* EXTRACTED DATA *
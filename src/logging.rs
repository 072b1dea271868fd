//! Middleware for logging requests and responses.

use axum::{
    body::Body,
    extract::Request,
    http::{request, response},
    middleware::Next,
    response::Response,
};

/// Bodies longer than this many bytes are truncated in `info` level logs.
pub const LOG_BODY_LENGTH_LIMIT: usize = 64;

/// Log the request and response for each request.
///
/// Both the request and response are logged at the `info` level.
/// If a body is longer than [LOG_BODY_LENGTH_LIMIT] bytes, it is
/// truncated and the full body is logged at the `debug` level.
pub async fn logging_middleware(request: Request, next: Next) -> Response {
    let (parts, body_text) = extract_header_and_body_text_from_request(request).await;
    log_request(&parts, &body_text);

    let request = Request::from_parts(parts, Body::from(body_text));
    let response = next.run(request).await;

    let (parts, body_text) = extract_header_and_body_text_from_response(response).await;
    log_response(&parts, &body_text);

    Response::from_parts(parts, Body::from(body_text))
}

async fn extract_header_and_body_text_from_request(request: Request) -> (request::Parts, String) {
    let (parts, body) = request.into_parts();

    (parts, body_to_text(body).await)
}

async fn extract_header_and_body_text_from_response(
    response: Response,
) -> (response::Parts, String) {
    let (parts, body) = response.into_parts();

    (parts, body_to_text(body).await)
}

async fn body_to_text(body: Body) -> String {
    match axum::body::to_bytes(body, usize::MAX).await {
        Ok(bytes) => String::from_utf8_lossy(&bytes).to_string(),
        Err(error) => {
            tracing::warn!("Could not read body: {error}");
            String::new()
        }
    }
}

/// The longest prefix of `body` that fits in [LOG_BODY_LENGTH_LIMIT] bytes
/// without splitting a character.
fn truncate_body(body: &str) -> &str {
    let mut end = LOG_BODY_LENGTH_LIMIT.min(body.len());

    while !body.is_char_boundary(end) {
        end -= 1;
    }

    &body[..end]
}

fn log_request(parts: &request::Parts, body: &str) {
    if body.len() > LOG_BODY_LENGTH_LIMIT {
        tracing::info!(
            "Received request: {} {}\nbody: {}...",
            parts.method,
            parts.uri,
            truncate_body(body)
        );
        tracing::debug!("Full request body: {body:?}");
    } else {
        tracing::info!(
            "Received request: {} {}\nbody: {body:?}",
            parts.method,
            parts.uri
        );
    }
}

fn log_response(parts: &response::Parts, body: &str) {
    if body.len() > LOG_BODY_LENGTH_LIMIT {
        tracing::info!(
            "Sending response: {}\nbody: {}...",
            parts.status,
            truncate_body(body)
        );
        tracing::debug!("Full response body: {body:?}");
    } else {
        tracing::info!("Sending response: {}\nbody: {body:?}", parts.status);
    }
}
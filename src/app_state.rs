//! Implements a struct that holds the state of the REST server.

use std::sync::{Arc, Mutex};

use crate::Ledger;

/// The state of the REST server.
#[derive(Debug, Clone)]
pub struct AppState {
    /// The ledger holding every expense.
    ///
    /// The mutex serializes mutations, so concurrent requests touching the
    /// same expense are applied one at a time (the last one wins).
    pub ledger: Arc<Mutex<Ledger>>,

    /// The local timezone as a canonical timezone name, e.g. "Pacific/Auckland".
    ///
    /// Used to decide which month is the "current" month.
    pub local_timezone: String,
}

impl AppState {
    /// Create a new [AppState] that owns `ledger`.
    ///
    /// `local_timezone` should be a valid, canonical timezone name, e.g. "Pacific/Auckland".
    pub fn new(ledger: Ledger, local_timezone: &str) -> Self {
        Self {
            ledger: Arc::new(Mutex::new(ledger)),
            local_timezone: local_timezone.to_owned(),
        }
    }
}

* WHAT YOU HAVE TO DO *
In full and without change, transcribe every line of the records above.

* ANSWER BELOW *
filename src/logging.rs
repository 072b1dea271868fd
//! Middleware for logging requests and responses.

use axum::{
    body::Body,
    extract::Request,
    http::{request, response},
    middleware::Next,
    response::Response,
};

/// Bodies longer than this many bytes are truncated in `info` level logs.
pub const LOG_BODY_LENGTH_LIMIT: usize = 64;

/// Log the request and response for each request.
///
/// Both the request and response are logged at the `info` level.
/// If a body is longer than [LOG_BODY_LENGTH_LIMIT] bytes, it is
/// truncated and the full body is logged at the `debug` level.
pub async fn logging_middleware(request: Request, next: Next) -> Response {
    let (parts, body_text) = extract_header_and_body_text_from_request(request).await;
    log_request(&parts, &body_text);

    let request = Request::from_parts(parts, Body::from(body_text));
    let response = next.run(request).await;

    let (parts, body_text) = extract_header_and_body_text_from_response(response).await;
    log_response(&parts, &body_text);

    Response::from_parts(parts, Body::from(body_text))
}

async fn extract_header_and_body_text_from_request(request: Request) -> (request::Parts, String) {
    let (parts, body) = request.into_parts();

    (parts, body_to_text(body).await)
}

async fn extract_header_and_body_text_from_response(
    response: Response,
) -> (response::Parts, String) {
    let (parts, body) = response.into_parts();

    (parts, body_to_text(body).await)
}

async fn body_to_text(body: Body) -> String {
    match axum::body::to_bytes(body, usize::MAX).await {
        Ok(bytes) => String::from_utf8_lossy(&bytes).to_string(),
        Err(error) => {
            tracing::warn!("Could not read body: {error}");
            String::new()
        }
    }
}

/// The longest prefix of `body` that fits in [LOG_BODY_LENGTH_LIMIT] bytes
/// without splitting a character.
fn truncate_body(body: &str) -> &str {
    let mut end = LOG_BODY_LENGTH_LIMIT.min(body.len());

    while !body.is_char_boundary(end) {
        end -= 1;
    }

    &body[..end]
}

fn log_request(parts: &request::Parts, body: &str) {
    if body.len() > LOG_BODY_LENGTH_LIMIT {
        tracing::info!(
            "Received request: {} {}\nbody: {}...",
            parts.method,
            parts.uri,
            truncate_body(body)
        );
        tracing::debug!("Full request body: {body:?}");
    } else {
        tracing::info!(
            "Received request: {} {}\nbody: {body:?}",
            parts.method,
            parts.uri
        );
    }
}

fn log_response(parts: &response::Parts, body: &str) {
    if body.len() > LOG_BODY_LENGTH_LIMIT {
        tracing::info!(
            "Sending response: {}\nbody: {}...",
            parts.status,
            truncate_body(body)
        );
        tracing::debug!("Full response body: {body:?}");
    } else {
        tracing::info!("Sending response: {}\nbody: {body:?}", parts.status);
    }
}
filename src/app_state.rs
//! Implements a struct that holds the state of the REST server.

use std::sync::{Arc, Mutex};

use crate::Ledger;

/// The state of the REST server.
#[derive(Debug, Clone)]
pub struct AppState {
    /// The ledger holding every expense.
    ///
    /// The mutex serializes mutations, so concurrent requests touching the
    /// same expense are applied one at a time (the last one wins).
    pub ledger: Arc<Mutex<Ledger>>,

    /// The local timezone as a canonical timezone name, e.g. "Pacific/Auckland".
    ///
    /// Used to decide which month is the "current" month.
    pub local_timezone: String,
}

impl AppState {
    /// Create a new [AppState] that owns `ledger`.
    ///
    /// `local_timezone` should be a valid, canonical timezone name, e.g. "Pacific/Auckland".
    pub fn new(ledger: Ledger, local_timezone: &str) -> Self {
        Self {
            ledger: Arc::new(Mutex::new(ledger)),
            local_timezone: local_timezone.to_owned(),
        }
    }
}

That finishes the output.